By Christopher Stern and Julianna Goldman

Feb. 25 (Bloomberg) -- Democrat Hillary Clinton said today she is the only candidate in the presidential race who will be able to reverse President George W. Bush's foreign policy and warned that the U.S. can't gamble on putting the White House in inexperienced hands.

Without mentioning rival Barack Obama by name, Clinton said the country can't afford to repeat the last seven years under the Republican president.

``We have seen the tragic result of having a president who had neither the experience or the wisdom to manage our foreign policy and safeguard our nation,'' Clinton said in a speech today in Washington. ``America has already taken that chance one time too many.''

The New York senator is trying to regain her footing in the Democratic nomination race by emphasizing her experience as a senator and first lady, arguing that makes her better prepared for the presidency than Obama, a first-term senator from Illinois.

The two, who are competing March 4 in primaries in Texas, Ohio, Rhode Island and Vermont, also kept up their sparring over trade and past statements about the North American Free Trade Agreement. Trade figures to be a major issue in Ohio, where manufacturing jobs have declined 23 percent since December 2000. Clinton is counting on wins there and in Texas to keep her campaign going after 11 consecutive losses to Obama.

Obama in Ohio

Obama, 46, campaigned today in Cincinnati and talked about the economy, trade and health care.

While he didn't directly respond to Clinton, his aides released a statement from an adviser, retired Major General J. Scott Gration, calling it ``ironic'' that Clinton compared Obama to Bush ``when she voted to authorize the war in Iraq, supports the Bush policy of not talking to leaders we don't like, and gave George Bush the benefit of the doubt on Iran and Pakistan.''

In Washington, Clinton said the wars in Iraq and Afghanistan, changes in Cuba, Kosovo's declaration of independence and other recent events demonstrate ``how essential it is we have sound strategy and sound leadership.''

``The American people don't have to guess whether I understand the issues,'' she said. The U.S. faces many dangers as well as ``unprecedented opportunities,'' Clinton, 60, said, ``if we have the right leadership.''

Meeting With Adversaries

Clinton criticized Obama's positions while mentioning him only near the end of her remarks. She referred to his past statements that he would meet with U.S. adversaries such as the leaders of Iran and Venezuela without conditions and would consider unilateral military action against terrorist hideouts in Pakistan.

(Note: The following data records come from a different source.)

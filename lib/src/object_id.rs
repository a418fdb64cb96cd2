// Copyright 2024 The Mgt Authors
//
// Licensed under the Apache License, Version 2.0 (the "License");
// you may not use this file except in compliance with the License.
// You may obtain a copy of the License at
//
// https://www.apache.org/licenses/LICENSE-2.0
//
// Unless required by applicable law or agreed to in writing, software
// distributed under the License is distributed on an "AS IS" BASIS,
// WITHOUT WARRANTIES OR CONDITIONS OF ANY KIND, either express or implied.
// See the License for the specific language governing permissions and
// limitations under the License.

//! Content-addressed object ids.

use std::fmt;
use std::fmt::Debug;
use std::fmt::Formatter;

use serde::de;
use serde::Deserialize;
use serde::Deserializer;
use serde::Serialize;
use serde::Serializer;
use thiserror::Error;

/// Number of raw bytes in a commit id (BLAKE2b-512 truncated).
pub const COMMIT_ID_LENGTH: usize = 32;

/// Identifier of a commit in a content-addressed store.
///
/// Ids are compared and ordered by their raw bytes, which keeps map
/// iteration deterministic across runs. The JSON encoding is the lowercase
/// hex string so ids can be used as object keys.
#[derive(Clone, PartialEq, Eq, PartialOrd, Ord, Hash)]
pub struct CommitId(Vec<u8>);

#[derive(Debug, Error)]
#[error("invalid commit id: {reason}")]
pub struct InvalidCommitId {
    pub reason: String,
}

impl CommitId {
    pub fn new(bytes: Vec<u8>) -> Self {
        CommitId(bytes)
    }

    pub fn from_hex(hex_str: &str) -> Result<Self, InvalidCommitId> {
        let bytes = hex::decode(hex_str).map_err(|err| InvalidCommitId {
            reason: err.to_string(),
        })?;
        Ok(CommitId(bytes))
    }

    pub fn as_bytes(&self) -> &[u8] {
        &self.0
    }

    pub fn hex(&self) -> String {
        hex::encode(&self.0)
    }

    /// Abbreviated hex form for user-facing messages.
    pub fn short_hex(&self) -> String {
        let full = self.hex();
        full[..full.len().min(12)].to_string()
    }

    /// Whether `candidate` is a hex prefix of this id. Matching is on whole
    /// hex digits, case-insensitive.
    pub fn matches_hex_prefix(&self, candidate: &str) -> bool {
        !candidate.is_empty() && self.hex().starts_with(&candidate.to_ascii_lowercase())
    }
}

impl Debug for CommitId {
    fn fmt(&self, f: &mut Formatter<'_>) -> fmt::Result {
        write!(f, "CommitId({})", self.hex())
    }
}

impl fmt::Display for CommitId {
    fn fmt(&self, f: &mut Formatter<'_>) -> fmt::Result {
        write!(f, "{}", self.hex())
    }
}

impl Serialize for CommitId {
    fn serialize<S: Serializer>(&self, serializer: S) -> Result<S::Ok, S::Error> {
        serializer.serialize_str(&self.hex())
    }
}

impl<'de> Deserialize<'de> for CommitId {
    fn deserialize<D: Deserializer<'de>>(deserializer: D) -> Result<Self, D::Error> {
        let hex_str = String::deserialize(deserializer)?;
        CommitId::from_hex(&hex_str).map_err(de::Error::custom)
    }
}
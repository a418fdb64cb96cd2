// Copyright 2024 The Mgt Authors
//
// Licensed under the Apache License, Version 2.0 (the "License");
// you may not use this file except in compliance with the License.
// You may obtain a copy of the License at
//
// https://www.apache.org/licenses/LICENSE-2.0
//
// Unless required by applicable law or agreed to in writing, software
// distributed under the License is distributed on an "AS IS" BASIS,
// WITHOUT WARRANTIES OR CONDITIONS OF ANY KIND, either express or implied.
// See the License for the specific language governing permissions and
// limitations under the License.

//! On-disk workspace layout.
//!
//! A workspace root carries a `.mgt/` private directory with the serialized
//! store snapshot, the sequencer-state file, and the `hooks/` directory.
//! The snapshot is loaded when a command starts and written back atomically
//! when it completes; the sequencer-state file is maintained separately by
//! the store so it survives crashes mid-operation.

use std::collections::BTreeMap;
use std::fs;
use std::path::Path;
use std::path::PathBuf;
use std::sync::Arc;

use serde::Deserialize;
use serde::Serialize;

use crate::error::Error;
use crate::error::Result;
use crate::file_util;
use crate::file_util::IoResultExt as _;
use crate::hooks::HookRunner;
use crate::mem_store::MemoryStore;
use crate::object_id::CommitId;
use crate::opener::Opener;
use crate::repo_ast::RepoAst;
use crate::repo_path::RepoPathBuf;
use crate::store::ObjectStore;

pub const DOT_DIR: &str = ".mgt";
pub const STORE_FILE: &str = "store.json";
pub const HOOKS_DIR: &str = "hooks";

/// Notes ref memoizing successful sub-pin integrity checks per meta sha.
pub const CHECK_NOTES_REF: &str = "refs/notes/git-meta/subrepo-check";

#[derive(Serialize, Deserialize)]
struct WorkspaceData {
    meta: RepoAst,
    subs: BTreeMap<RepoPathBuf, RepoAst>,
}

pub struct Workspace {
    root: PathBuf,
    dot_dir: PathBuf,
    meta: Arc<MemoryStore>,
    subs: BTreeMap<RepoPathBuf, Arc<MemoryStore>>,
}

impl Workspace {
    /// Creates the private directory and writes the initial snapshot.
    pub fn init(
        root: &Path,
        meta: RepoAst,
        subs: BTreeMap<RepoPathBuf, RepoAst>,
    ) -> Result<Workspace> {
        let dot_dir = root.join(DOT_DIR);
        file_util::create_or_reuse_dir(&dot_dir)
            .context(&dot_dir)
            .map_err(|err| Error::Integrity(err.to_string()))?;
        let hooks_dir = dot_dir.join(HOOKS_DIR);
        file_util::create_or_reuse_dir(&hooks_dir)
            .context(&hooks_dir)
            .map_err(|err| Error::Integrity(err.to_string()))?;
        let workspace = Self::from_data(root.to_path_buf(), dot_dir, meta, subs)?;
        workspace.save()?;
        Ok(workspace)
    }

    /// Loads the workspace rooted at `root`.
    pub fn load(root: &Path) -> Result<Workspace> {
        let dot_dir = root.join(DOT_DIR);
        let store_path = dot_dir.join(STORE_FILE);
        let data = fs::read(&store_path)
            .context(&store_path)
            .map_err(|err| Error::Integrity(err.to_string()))?;
        let data: WorkspaceData = serde_json::from_slice(&data)
            .map_err(|err| Error::Integrity(format!("malformed store snapshot: {err}")))?;
        Self::from_data(root.to_path_buf(), dot_dir, data.meta, data.subs)
    }

    /// Walks upward from `start` until a directory containing `.mgt` is
    /// found.
    pub fn discover(start: &Path) -> Result<Workspace> {
        let mut dir = Some(start);
        while let Some(current) = dir {
            if current.join(DOT_DIR).is_dir() {
                return Self::load(current);
            }
            dir = current.parent();
        }
        Err(Error::user(format!(
            "no workspace found above {}",
            start.display()
        )))
    }

    fn from_data(
        root: PathBuf,
        dot_dir: PathBuf,
        meta: RepoAst,
        subs: BTreeMap<RepoPathBuf, RepoAst>,
    ) -> Result<Workspace> {
        let meta = Arc::new(
            MemoryStore::with_state_dir(meta, dot_dir.clone()).map_err(Error::from)?,
        );
        let subs = subs
            .into_iter()
            .map(|(path, ast)| {
                let store = MemoryStore::new(ast)
                    .map_err(|err| Error::Integrity(err.to_string()))?;
                Ok((path, Arc::new(store)))
            })
            .collect::<Result<BTreeMap<_, _>>>()?;
        Ok(Workspace {
            root,
            dot_dir,
            meta,
            subs,
        })
    }

    /// Writes the snapshot back, atomically. Commits that no reference or
    /// meta pin keeps alive are pruned from the snapshot; this is where
    /// rewritten-away history is finally dropped.
    pub fn save(&self) -> Result<()> {
        let mut meta = self.meta.snapshot();
        meta.retain_reachable(std::iter::empty());
        let pinned = meta.pinned_sub_commits();
        let empty = std::collections::BTreeSet::new();
        let data = WorkspaceData {
            subs: self
                .subs
                .iter()
                .map(|(path, store)| {
                    let mut ast = store.snapshot();
                    let roots = pinned.get(path).unwrap_or(&empty);
                    ast.retain_reachable(roots.iter().cloned());
                    (path.clone(), ast)
                })
                .collect(),
            meta,
        };
        let encoded = serde_json::to_vec_pretty(&data)
            .map_err(|err| Error::Internal(err.to_string()))?;
        let store_path = self.dot_dir.join(STORE_FILE);
        file_util::write_file_atomic(&store_path, &encoded)
            .map_err(|err| Error::Integrity(err.to_string()))?;
        Ok(())
    }

    pub fn root(&self) -> &Path {
        &self.root
    }

    pub fn meta(&self) -> Arc<dyn ObjectStore> {
        self.meta.clone()
    }

    /// An opener over this workspace's sub-repos, scoped to one operation.
    pub fn opener(&self) -> Opener {
        let available = self
            .subs
            .iter()
            .map(|(path, store)| (path.clone(), store.clone() as Arc<dyn ObjectStore>))
            .collect();
        let open_paths = self.meta.snapshot().open_submodules;
        Opener::new(available, open_paths)
    }

    pub fn hooks(&self) -> HookRunner {
        HookRunner::new(self.dot_dir.join(HOOKS_DIR), self.root.clone())
    }

    /// Verifies that every sub sha pinned by the meta HEAD tree resolves in
    /// its sub store. Successful checks are memoized in notes, keyed by the
    /// meta sha.
    pub async fn check_subrepo_pins(&self) -> Result<()> {
        let meta = self.meta();
        let Some(head) = meta.head().await? else {
            return Ok(());
        };
        if meta.note(CHECK_NOTES_REF, &head).await?.is_some() {
            return Ok(());
        }
        let opener = self.opener();
        let tree = meta.tree_of(&head).await?;
        for (path, def) in RepoAst::submodules_of(&tree) {
            let Some(pin) = def.commit else { continue };
            let reachable = match opener.peek(&path) {
                Some(handle) => handle.has_commit(&pin).await?,
                None => continue,
            };
            if !reachable {
                return Err(Error::Integrity(format!(
                    "submodule {path} pin {pin} is missing from its repository"
                )));
            }
        }
        meta.set_note(CHECK_NOTES_REF, &head, "ok").await?;
        Ok(())
    }

    /// Resolves a committish against the meta store.
    pub async fn resolve_commit(&self, committish: &str) -> Result<CommitId> {
        self.meta()
            .resolve(committish)
            .await?
            .ok_or_else(|| Error::user(format!("unknown committish {committish:?}")))
    }
}
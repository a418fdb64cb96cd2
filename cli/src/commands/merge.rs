// Copyright 2024 The Mgt Authors
//
// Licensed under the Apache License, Version 2.0 (the "License");
// you may not use this file except in compliance with the License.
// You may obtain a copy of the License at
//
// https://www.apache.org/licenses/LICENSE-2.0
//
// Unless required by applicable law or agreed to in writing, software
// distributed under the License is distributed on an "AS IS" BASIS,
// WITHOUT WARRANTIES OR CONDITIONS OF ANY KIND, either express or implied.
// See the License for the specific language governing permissions and
// limitations under the License.

use std::fs;
use std::path::PathBuf;

use mgt_lib::sequencer;
use mgt_lib::sequencer::MergeMode;
use mgt_lib::sequencer::SequencerContext;
use pollster::FutureExt as _;

use crate::cli_util;
use crate::command_error::CommandError;
use crate::ui::Ui;

/// Merge a commit into the current branch, recursing into sub-repos
#[derive(clap::Args, Clone, Debug)]
pub struct MergeArgs {
    /// The commit to merge
    #[arg(value_name = "COMMIT", required_unless_present_any = ["continue_", "abort"])]
    commit: Option<String>,
    /// Fast-forward when possible (default)
    #[arg(long, group = "operation")]
    ff: bool,
    /// Refuse to merge unless a fast-forward is possible
    #[arg(long = "ff-only", group = "operation")]
    ff_only: bool,
    /// Always create a merge commit
    #[arg(long = "no-ff", group = "operation")]
    no_ff: bool,
    /// Resume the merge after resolving conflicts
    #[arg(long = "continue", group = "operation", conflicts_with = "commit")]
    continue_: bool,
    /// Abandon the merge in progress
    #[arg(long, group = "operation", conflicts_with = "commit")]
    abort: bool,
    /// Use the given message for the merge commit
    #[arg(long, short = 'm', value_name = "MSG", conflicts_with = "file")]
    message: Option<String>,
    /// Read the merge message from a file
    #[arg(long = "file", short = 'F', value_name = "FILE")]
    file: Option<PathBuf>,
    /// Surface conflicts under the prefix instead of recursing into the
    /// sub-repo (repeatable)
    #[arg(long = "do-not-recurse", value_name = "PREFIX")]
    do_not_recurse: Vec<String>,
}

#[tracing::instrument(skip(ui))]
pub fn cmd_merge(ui: &mut Ui, args: &MergeArgs) -> Result<(), CommandError> {
    let workspace = cli_util::load_workspace()?;
    let store = workspace.meta();
    let opener = workspace.opener();
    let hooks = workspace.hooks();
    let sig = cli_util::default_signature();
    let ctx = SequencerContext {
        store: &store,
        opener: &opener,
        hooks: &hooks,
        sig: &sig,
        do_not_recurse: &args.do_not_recurse,
    };

    if args.abort {
        let outcome = sequencer::abort_op(&ctx).block_on();
        workspace.save()?;
        outcome?;
        ui.writeln("Merge aborted.");
        return Ok(());
    }

    let outcome = if args.continue_ {
        sequencer::continue_op(&ctx).block_on()
    } else {
        let committish = args.commit.as_deref().expect("clap requires a commit");
        let target = cli_util::resolve_commit_and_ref(&workspace, committish)?;
        let mode = if args.ff_only {
            MergeMode::FfOnly
        } else if args.no_ff {
            MergeMode::ForceCommit
        } else {
            MergeMode::Normal
        };
        let message = read_message(args)?;
        sequencer::merge(&ctx, &target, mode, message.as_deref()).block_on()
    };
    let result = cli_util::conclude_sequencer(&workspace, outcome)?;

    match &result.meta_commit {
        Some(id) => ui.writeln(&format!("Merged; HEAD is now {}", id.short_hex())),
        None => ui.writeln("Already up to date."),
    }
    for (path, id) in &result.submodule_commits {
        ui.writeln(&format!("  merged {path} at {}", id.short_hex()));
    }
    Ok(())
}

fn read_message(args: &MergeArgs) -> Result<Option<String>, CommandError> {
    if let Some(message) = &args.message {
        return Ok(Some(message.clone()));
    }
    if let Some(path) = &args.file {
        let content = fs::read_to_string(path).map_err(|err| {
            CommandError::user(format!("cannot read message file {}: {err}", path.display()))
        })?;
        return Ok(Some(content.trim_end().to_string()));
    }
    Ok(None)
}
// Copyright 2024 The Mgt Authors
//
// Licensed under the Apache License, Version 2.0 (the "License");
// you may not use this file except in compliance with the License.
// You may obtain a copy of the License at
//
// https://www.apache.org/licenses/LICENSE-2.0
//
// Unless required by applicable law or agreed to in writing, software
// distributed under the License is distributed on an "AS IS" BASIS,
// WITHOUT WARRANTIES OR CONDITIONS OF ANY KIND, either express or implied.
// See the License for the specific language governing permissions and
// limitations under the License.

//! Bounded parallel dispatch over the async store facade.

use std::future::Future;

use futures::stream;
use futures::StreamExt as _;
use futures::TryStreamExt as _;

/// Default concurrency for per-sub fan-out.
pub const DEFAULT_PARALLELISM: usize = 8;

/// Runs `f` over all items with at most `limit` in flight. Results come back
/// in input order; the first error aborts the remaining work.
pub async fn do_in_parallel<T, U, E, F, Fut>(
    items: Vec<T>,
    limit: usize,
    f: F,
) -> Result<Vec<U>, E>
where
    F: Fn(T) -> Fut,
    Fut: Future<Output = Result<U, E>>,
{
    stream::iter(items.into_iter().map(f))
        .buffered(limit.max(1))
        .try_collect()
        .await
}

``He wavers from seeming to believe that mediation and meetings without preconditions can solve some of the world's most intractable problems, to advocating rash, unilateral military action without cooperation from our allies in the most sensitive region of the world,'' Clinton said.

Clinton also tied trade to national security, saying a ``level playing field'' for U.S. workers and companies ``has direct and serious implications for our capacity to operate effectively on behalf of our strategic interests in the world.''

Clinton Mailer

Her campaign released a mailer being sent to voters in Ohio citing news articles from Obama's Senate campaign in which he said the U.S. should continue working with the World Trade Organization and pursue free-trade accords such as Nafta.

``In 2004 Senator Obama was quoted or was reported to have said very positive things about Nafta,'' Clinton campaign spokesman Howard Wolfson said on a conference call.

Obama's campaign said the passages cited by Clinton's mailer don't accurately portray his position.

``This idea that Barack Obama's position on Nafta isn't clear is nonsense,'' Bruce Raynor, general president of labor union federation Unite Here, said on a conference call.

Obama told about 11,000 people at a rally today in Cincinnati that the U.S. must have a ``trade system that is free and fair.''

Obama's aides say Clinton has shifted from supporting the treaty to criticizing it since becoming a presidential candidate. Clinton and Obama both have promised to revise Nafta to include tougher labor and environmental standards.

Wolfson said Clinton is on record as far back as 2000 as being critical of Nafta, which was approved in 1994 while Clinton's husband, Bill Clinton, was president. Some union leaders blame the accord for job losses.

Clinton Memoir

In her memoir, ``Living History,'' Clinton wrote that Nafta was one of her husband's ``successes'' and that creating a free- trade zone for the hemisphere would ``ensure that our economy was reaping the benefits, not the burdens, of globalization.''

Clinton needs victories in Ohio and Texas, with a total of 334 pledged delegates available, to blunt some of Obama's momentum in the presidential nomination race.

He has the edge among pledged delegates nationwide, with 1,124.5 to Clinton's 1,006.5, according to unofficial estimates by The Green Papers, a nonpartisan Web site.

The totals don't include the 795 so-called superdelegates, Democratic Party officials and officeholders who aren't bound by election results and have tilted toward Clinton. A candidate needs 2,025 votes at the party convention to become the nominee.